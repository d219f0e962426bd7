//! NetActuate provider against a mock API

use acmehook_core::{ApiKey, DnsProvider, ProviderError};
use acmehook_providers::NetActuateProvider;
use serde_json::json;
use wiremock::matchers::{method, path, query_param};
use wiremock::{Mock, MockServer, ResponseTemplate};

const API_KEY: &str = "test-api-key";

fn provider(server: &MockServer) -> NetActuateProvider {
    NetActuateProvider::with_base_url(server.uri(), None).unwrap()
}

async fn mount_zones(server: &MockServer) {
    Mock::given(method("GET"))
        .and(path("/api/dns/zones"))
        .and(query_param("type", "NATIVE"))
        .and(query_param("key", API_KEY))
        .respond_with(ResponseTemplate::new(200).set_body_json(json!({
            "result": "success",
            "message": "",
            "code": 200,
            "data": [
                {"name": "other.net", "type": "NATIVE", "id": 11, "ttl": 3600},
                {"name": "Example.com", "type": "NATIVE", "id": 296650, "ttl": 3600}
            ]
        })))
        .mount(server)
        .await;
}

#[tokio::test]
async fn test_zone_lookup_is_case_insensitive() {
    let server = MockServer::start().await;
    mount_zones(&server).await;

    let zone_id = provider(&server)
        .zone_id(&ApiKey::new(API_KEY), "example.com.")
        .await
        .unwrap();
    assert_eq!(zone_id, "296650");
}

#[tokio::test]
async fn test_unknown_zone() {
    let server = MockServer::start().await;
    mount_zones(&server).await;

    let err = provider(&server)
        .list_records(&ApiKey::new(API_KEY), "missing.org")
        .await
        .unwrap_err();
    assert!(matches!(err, ProviderError::ZoneNotFound { ref zone } if zone == "missing.org"));
}

#[tokio::test]
async fn test_add_record_posts_absolute_name() {
    let server = MockServer::start().await;
    mount_zones(&server).await;

    Mock::given(method("POST"))
        .and(path("/api/dns/record"))
        .and(query_param("domain_id", "296650"))
        .and(query_param("name", "_acme-challenge.example.com"))
        .and(query_param("type", "TXT"))
        .and(query_param("record_content", "digest"))
        .and(query_param("key", API_KEY))
        .respond_with(ResponseTemplate::new(200).set_body_json(json!({
            "result": "success",
            "code": 200,
            "data": {"id": 9001, "name": "_acme-challenge.example.com", "type": "TXT", "content": "digest", "domain_id": 296650, "ttl": 3600}
        })))
        .expect(1)
        .mount(&server)
        .await;

    provider(&server)
        .add_record(
            &ApiKey::new(API_KEY),
            "example.com",
            "TXT",
            "_acme-challenge",
            "digest",
        )
        .await
        .unwrap();
}

#[tokio::test]
async fn test_add_record_requires_payload_success() {
    let server = MockServer::start().await;
    mount_zones(&server).await;

    Mock::given(method("POST"))
        .and(path("/api/dns/record"))
        .respond_with(ResponseTemplate::new(200).set_body_json(json!({
            "result": "failure",
            "message": "Record already exists",
            "code": 409
        })))
        .mount(&server)
        .await;

    let err = provider(&server)
        .add_record(&ApiKey::new(API_KEY), "example.com", "TXT", "x", "v")
        .await
        .unwrap_err();

    match err {
        ProviderError::Rejected { code, detail } => {
            assert_eq!(code, "409");
            assert_eq!(detail, "Record already exists");
        }
        other => panic!("unexpected error: {other:?}"),
    }
}

#[tokio::test]
async fn test_list_and_delete_records() {
    let server = MockServer::start().await;
    mount_zones(&server).await;

    Mock::given(method("GET"))
        .and(path("/api/dns/records/296650"))
        .respond_with(ResponseTemplate::new(200).set_body_json(json!({
            "result": "success",
            "message": "",
            "code": 200,
            "data": [
                {"id": 1, "name": "_acme-challenge.example.com", "type": "TXT", "content": "A", "ttl": 3600},
                {"id": 2, "name": "www.example.com", "type": "A", "content": "192.0.2.1", "ttl": 3600}
            ]
        })))
        .mount(&server)
        .await;

    Mock::given(method("DELETE"))
        .and(path("/api/dns/record/1"))
        .and(query_param("key", API_KEY))
        .respond_with(ResponseTemplate::new(200).set_body_json(json!({
            "result": "success",
            "code": "200",
            "data": null
        })))
        .expect(1)
        .mount(&server)
        .await;

    let provider = provider(&server);
    let key = ApiKey::new(API_KEY);

    let records = provider.list_records(&key, "example.com").await.unwrap();
    assert_eq!(records.len(), 2);
    assert_eq!(records[0].id, "1");
    assert_eq!(records[0].value, "A");

    provider
        .delete_record(&key, "example.com", &records[0].id)
        .await
        .unwrap();
}

#[tokio::test]
async fn test_delete_http_error() {
    let server = MockServer::start().await;

    Mock::given(method("DELETE"))
        .respond_with(ResponseTemplate::new(404))
        .mount(&server)
        .await;

    let err = provider(&server)
        .delete_record(&ApiKey::new(API_KEY), "example.com", "77")
        .await
        .unwrap_err();
    assert!(matches!(
        err,
        ProviderError::Transport {
            status: Some(404),
            ..
        }
    ));
}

Goal of the exercise - Whenever a line in the material contains the word "code", copy that line.

Response to the task -
            "code": 200,
            "code": 200,
            "code": 409
        ProviderError::Rejected { code, detail } => {
            assert_eq!(code, "409");
            "code": 200,
            "code": "200",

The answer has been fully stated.